The price you pay for upgrades
No one has ever uttered the words, “Goodness, isn’t the MacBook Pro cheap?” The same is true of this 16in iteration, with prices starting at £2,399 inc VAT for the lowest spec. For once, though, this base spec will be fine for many people: it buys you a six-core Intel Core i7 with 16GB of RAM, an AMD Radeon Pro 5300M and 512GB of PCIe SSD storage. The most expensive model is £5,769, which includes a juicy 2.4GHz Intel Core i9, 64GB of RAM, the 8GB AMD Radeon Pro 5500M and 8TB of PCIe SSD storage.
For the record, the £3,789 version I was sent for this review sits somewhere below that top-spec machine, with the same
CPU and graphics, but with 16GB of RAM and a 2TB SSD.
That sounds like a lot of money initially, so how does it stack up against rivals? This is trickier than it sounds as it’s difficult to find Windows laptops that go head to head against the Pro.
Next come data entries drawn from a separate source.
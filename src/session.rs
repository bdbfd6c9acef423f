// ABOUTME: Logged-in user session tying the tracker to its debounced auto-saver
// ABOUTME: Every mutation goes through apply() so the resulting snapshot is always staged
//
// SPDX-License-Identifier: MIT OR Apache-2.0
// Copyright (c) 2025 Pierre Fitness Intelligence

use crate::auth::AuthService;
use crate::autosave::AutoSaver;
use crate::config::AppConfig;
use crate::persistence::UserDataStore;
use crate::tracker::Tracker;
use chrono::{Local, NaiveDate};
use nourish_core::errors::AppResult;
use nourish_core::models::UserAccount;
use std::sync::Arc;

/// Local calendar date used for day logs
#[must_use]
pub fn local_today() -> NaiveDate {
    Local::now().date_naive()
}

/// A user's open session
pub struct UserSession {
    account: UserAccount,
    tracker: Tracker,
    saver: AutoSaver,
}

impl UserSession {
    /// Authenticate and open a session for today
    ///
    /// # Errors
    ///
    /// Returns `AuthInvalid` for bad credentials or a storage error while loading
    pub async fn login(
        auth: &AuthService,
        store: Arc<dyn UserDataStore>,
        config: &AppConfig,
        username: &str,
        password: &str,
    ) -> AppResult<Self> {
        let account = auth.login(username, password).await?;
        Self::open(account, store, config, local_today()).await
    }

    /// Open a session for an already authenticated account
    ///
    /// # Errors
    ///
    /// Returns a storage or serialization error if the snapshot cannot be loaded
    pub async fn open(
        account: UserAccount,
        store: Arc<dyn UserDataStore>,
        config: &AppConfig,
        today: NaiveDate,
    ) -> AppResult<Self> {
        let data = store.load(account.id).await?.unwrap_or_default();
        let tracker = Tracker::from_snapshot(account.id, data, today, config.nutrition.clone());
        let saver = AutoSaver::spawn(account.id, store, config.autosave_debounce);

        tracing::debug!(
            user.id = %account.id,
            logs = tracker.logs().len(),
            onboarded = tracker.profile().is_some(),
            "Session opened"
        );
        Ok(Self {
            account,
            tracker,
            saver,
        })
    }

    /// Account of the session
    #[must_use]
    pub const fn account(&self) -> &UserAccount {
        &self.account
    }

    /// Read access to the state
    #[must_use]
    pub const fn tracker(&self) -> &Tracker {
        &self.tracker
    }

    /// Run a mutation and stage the resulting snapshot
    ///
    /// Nothing is staged when the mutation fails.
    ///
    /// # Errors
    ///
    /// Returns the mutation's error, or an internal error if the saver stopped
    pub async fn apply<T>(
        &mut self,
        mutation: impl FnOnce(&mut Tracker) -> AppResult<T>,
    ) -> AppResult<T> {
        let value = mutation(&mut self.tracker)?;
        self.saver.stage(self.tracker.snapshot()).await?;
        Ok(value)
    }

    /// Move the session to a new local date
    ///
    /// # Errors
    ///
    /// Returns an internal error if the saver stopped
    pub async fn roll_over(&mut self, today: NaiveDate) -> AppResult<()> {
        if today == self.tracker.today() {
            return Ok(());
        }
        self.apply(|tracker| {
            tracker.roll_over(today);
            Ok(())
        })
        .await
    }

    /// Write pending changes immediately
    ///
    /// # Errors
    ///
    /// Returns the storage error of the write
    pub async fn flush(&self) -> AppResult<()> {
        self.saver.flush().await
    }

    /// Flush and end the session
    ///
    /// # Errors
    ///
    /// Returns the storage error of the final write
    pub async fn logout(self) -> AppResult<()> {
        tracing::debug!(user.id = %self.account.id, "Session closed");
        self.saver.close().await
    }
}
Take the Dell XPS 15 ( see issue 289, p62). For the equivalent spec to our review machine, this comes in at around £2,700 – that buys the same eight-core Intel Core i9 CPU with 32GB of RAM, an Nvidia GeForce GTX 1650 GPU with 4GB video memory and a 2TB SSD. Plus the display is a touchscreen OLED unit, where the MacBook employs a wide-gamut IPS LCD panel. However, it’s not a workstation-class graphics chip and the screen is smaller.
For workstation power, you’re looking at something such as the Lenovo ThinkPad P1 Gen 2 ( not reviewed). Choosing as close a spec to our review unit as possible – same processor, RAM and storage, but with a 15.6in 4K touchscreen, extra 1TB hard disk and 4GB Quadro T2000 graphics – it has a list price of £3,331. With discounts at time of going to press, this dropped to £2,831. And an upgrade to 64GB of RAM costs a more palatable £397.